Creating 1500 certificates


#1

Hi,
I have a server running 1500 sites (each one with a different domain)
I want to use let’s encrypt to create certificates for them.

First question… Is there any limitation for creating 1500 certificates ?
Second question… In the FAQ section I saw that “In some cases, integrators (e.g. hosting providers) will charge a nominal fee that reflects the administrative and management costs they incur to provide Let’s Encrypt certificates.”
How can I know how much is the nominal fee ?

Thanks,
Yaniv


#2

Hi @yanivpeleg,

In this case, you are the integrator. That means that if you want, you can charge your users a fee for providing the certificate (if you have users). It doesn’t mean that Let’s Encrypt will charge you a fee.


#3

No, if they are all for different domains, there is no such restriction. Please see


#4

As @schoen says, you’re the integrator, and thus you’re the one who may (but certainly are not required to) charge a fee. And there’s no limitation on the amount, so you may charge your customers as much as you think they’ll pay. But if you charge them any significant amount, and they ask here, we’ll likely suggest they use a less user-hostile host.


#5

Hi @schoen

I have additional questions about this.

Within a short time (ex: within one hour)
Can one server create certificates for 1500 different domains?
(One ip is used.)


#6

Assuming you mean 1500 certificates, you would not be able to do this:

For users of the ACME v2 API you can create a maximum of 300 New Orders per account per 3 hours.

You’ll need to spread it out over at least 15 hours = (1500 / 300) * 3.
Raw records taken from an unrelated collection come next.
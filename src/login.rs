//! The Login Handler: binds the Validator Facade and Authorizer to one
//! request, under a 5-second deadline.

use std::time::Duration;

use jiff::Timestamp;
use tracing::warn;

use crate::authorize::{self, Auth};
use crate::center::Center;
use crate::error::CoreError;
use crate::validator;

/// Each login is cancelled after this long; expiry surfaces as a generic
/// `KerberosFailure` and increments `requests_abandoned_total` instead of
/// any login counter.
pub const LOGIN_DEADLINE: Duration = Duration::from_secs(5);

/// Run one login: read the current Config/Keytab snapshot and the named
/// Role, validate the SPNEGO token, and authorize the result.
pub async fn login(
    center: &Center,
    role_name: &str,
    spnego_base64: &str,
    channel_binding: Option<&[u8]>,
) -> Result<Auth, CoreError> {
    match tokio::time::timeout(LOGIN_DEADLINE, run(center, role_name, spnego_base64, channel_binding)).await {
        Ok(result) => {
            match &result {
                Ok(_) => center.metrics.counters().record_login_success(),
                Err(err) => {
                    if let crate::error::ErrorKind::PacError(kind) = err.kind() {
                        center.metrics.counters().record_pac_error(&kind);
                    }
                    if matches!(err.kind(), crate::error::ErrorKind::AuthorizationDenied) {
                        center.metrics.counters().record_login_denied();
                    }
                }
            }
            result
        }
        Err(_elapsed) => {
            center.metrics.counters().record_request_abandoned();
            warn!(role = role_name, "login request abandoned after deadline");
            Err(CoreError::kerberos("login request timed out"))
        }
    }
}

async fn run(
    center: &Center,
    role_name: &str,
    spnego_base64: &str,
    channel_binding: Option<&[u8]>,
) -> Result<Auth, CoreError> {
    let loaded = center
        .current()
        .ok_or_else(|| CoreError::not_configured("no configuration is present"))?;

    let role = center
        .roles
        .get_role(role_name)?
        .ok_or_else(|| CoreError::not_configured("no role with that name exists"))?;

    let validation = validator::validate_for_role(
        spnego_base64,
        &loaded.config,
        &loaded.keytab,
        &role,
        &center.replay_cache,
        channel_binding,
        Timestamp::now(),
    )?;

    authorize::authorize(&validation, &role, &loaded.config)
}

#[cfg(test)]
mod tests {
    use super::*;
    use crate::config::Config;
    use crate::keytab::tests::sample_keytab_bytes;
    use crate::log::Logger;
    use crate::role::Role;
    use crate::store::{MemoryStorage, RoleStore};

    fn center_with(config: Config, role: Role) -> Center {
        let center = Center::new(RoleStore::new(MemoryStorage::new()), Logger::for_test());
        center.set_config(config).unwrap();
        center.roles.put_role(&role).unwrap();
        center
    }

    fn config() -> Config {
        Config {
            realm: "TEST.COM".into(),
            kdcs: vec!["kdc1.test.com".into()],
            keytab_bytes: {
                use base64::Engine;
                base64::engine::general_purpose::STANDARD.encode(sample_keytab_bytes())
            },
            spn: "HTTP/vault.test.com".into(),
            require_channel_binding: false,
            clock_skew_seconds: 300,
        }
    }

    #[tokio::test]
    async fn rejects_unknown_role() {
        let center = Center::new(RoleStore::new(MemoryStorage::new()), Logger::for_test());
        center.set_config(config()).unwrap();
        let err = login(&center, "nope", "not base64 at all", None).await.unwrap_err();
        assert!(matches!(err.kind(), crate::error::ErrorKind::NotConfigured));
    }

    #[tokio::test]
    async fn rejects_before_config_present() {
        let center = Center::new(RoleStore::new(MemoryStorage::new()), Logger::for_test());
        let err = login(&center, "alpha", "anything", None).await.unwrap_err();
        assert!(matches!(err.kind(), crate::error::ErrorKind::NotConfigured));
    }

    #[tokio::test]
    async fn malformed_token_surfaces_as_kerberos_failure() {
        let role = Role {
            name: "alpha".into(),
            token_policies: vec!["default".into()],
            ..Default::default()
        };
        let center = center_with(config(), role);
        let err = login(&center, "alpha", "not valid base64!!", None).await.unwrap_err();
        assert!(matches!(err.kind(), crate::error::ErrorKind::KerberosFailure));
    }
}
//! A bounded in-memory replay cache keyed by `(client principal,
//! authenticator ctime, cusec)`, protected by a single mutex outside the
//! hot decrypt path.

use std::collections::HashMap;
use std::sync::Mutex;
use std::time::{Duration, Instant};

#[derive(Debug, Clone, PartialEq, Eq, Hash)]
struct ReplayKey {
    principal: String,
    ctime: i64,
    cusec: i64,
}

/// Rejects a second acceptance of the same `(principal, ctime, cusec)`
/// authenticator within a sliding window of `2 * clock_skew_seconds`.
pub struct ReplayCache {
    entries: Mutex<HashMap<ReplayKey, Instant>>,
}

impl ReplayCache {
    pub fn new() -> Self {
        Self {
            entries: Mutex::new(HashMap::new()),
        }
    }

    /// Returns `true` (and records the authenticator) if this is the
    /// first time it has been seen within the window; `false` if it's a
    /// replay.
    pub fn check_and_insert(&self, principal: &str, ctime: i64, cusec: i64, window: Duration) -> bool {
        let key = ReplayKey {
            principal: principal.to_string(),
            ctime,
            cusec,
        };
        let now = Instant::now();
        let mut entries = self.entries.lock().expect("replay cache mutex poisoned");
        entries.retain(|_, seen_at| now.duration_since(*seen_at) < window);

        if entries.contains_key(&key) {
            false
        } else {
            entries.insert(key, now);
            true
        }
    }
}

impl Default for ReplayCache {
    fn default() -> Self {
        Self::new()
    }
}

#[cfg(test)]
mod tests {
    use super::*;

    #[test]
    fn first_acceptance_succeeds() {
        let cache = ReplayCache::new();
        assert!(cache.check_and_insert("alice@TEST.COM", 100, 0, Duration::from_secs(600)));
    }

    #[test]
    fn second_acceptance_within_window_is_rejected() {
        let cache = ReplayCache::new();
        assert!(cache.check_and_insert("alice@TEST.COM", 100, 0, Duration::from_secs(600)));
        assert!(!cache.check_and_insert("alice@TEST.COM", 100, 0, Duration::from_secs(600)));
    }

    #[test]
    fn distinct_cusec_is_not_a_replay() {
        let cache = ReplayCache::new();
        assert!(cache.check_and_insert("alice@TEST.COM", 100, 0, Duration::from_secs(600)));
        assert!(cache.check_and_insert("alice@TEST.COM", 100, 1, Duration::from_secs(600)));
    }

    #[test]
    fn expired_entry_is_evicted_and_reusable() {
        let cache = ReplayCache::new();
        assert!(cache.check_and_insert("alice@TEST.COM", 100, 0, Duration::from_millis(1)));
        std::thread::sleep(Duration::from_millis(20));
        assert!(cache.check_and_insert("alice@TEST.COM", 100, 0, Duration::from_millis(1)));
    }
}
(That is, unless you get a rate limit exemption for your ACME account. Getting an exemption may be a good idea in your case).


#7

@_az
Thank you for answer.


#8

If you’re willing to include multiple domains in a single certificate, you can potentially cover up to 200 domains per certificate and 300 certificates per hour = 60000 domains covered per hour (per account). However, there may be many reasons not to include 200 different domains in a single certificate, such as renewal problems if even one of those domains is no longer under your control (or simply experiences a technical problem) when you need to renew.


#9

If you use the ACME v1 API, though, there’s no such restriction. You’d just be limited by:

The “new-reg”, “new-authz” and “new-cert” endpoints have an Overall Requests limit of 20 per second. The “/directory” endpoint and the “/acme” directory & subdirectories have an Overall Requests limit of 40 requests per second.

While the v1 API won’t exist forever, and I wouldn’t encourage building new services on top of it, if your software supports it and you’re not using wildcards, you might as well take advantage of it.


#10

If we use the ACME v1 API,
Are there no such restrictions?

  • You can create a maximum of 10 Accounts per IP Address per 3 hours. You can create a maximum of 500 Accounts per IP Range within an IPv6 /48 per 3 hours.

#11

Which restrictions? The “New Orders” rate limit is only for ACME v2. The “Accounts” rate limits apply to both.


#12

This topic was automatically closed 30 days after the last reply. New replies are no longer allowed.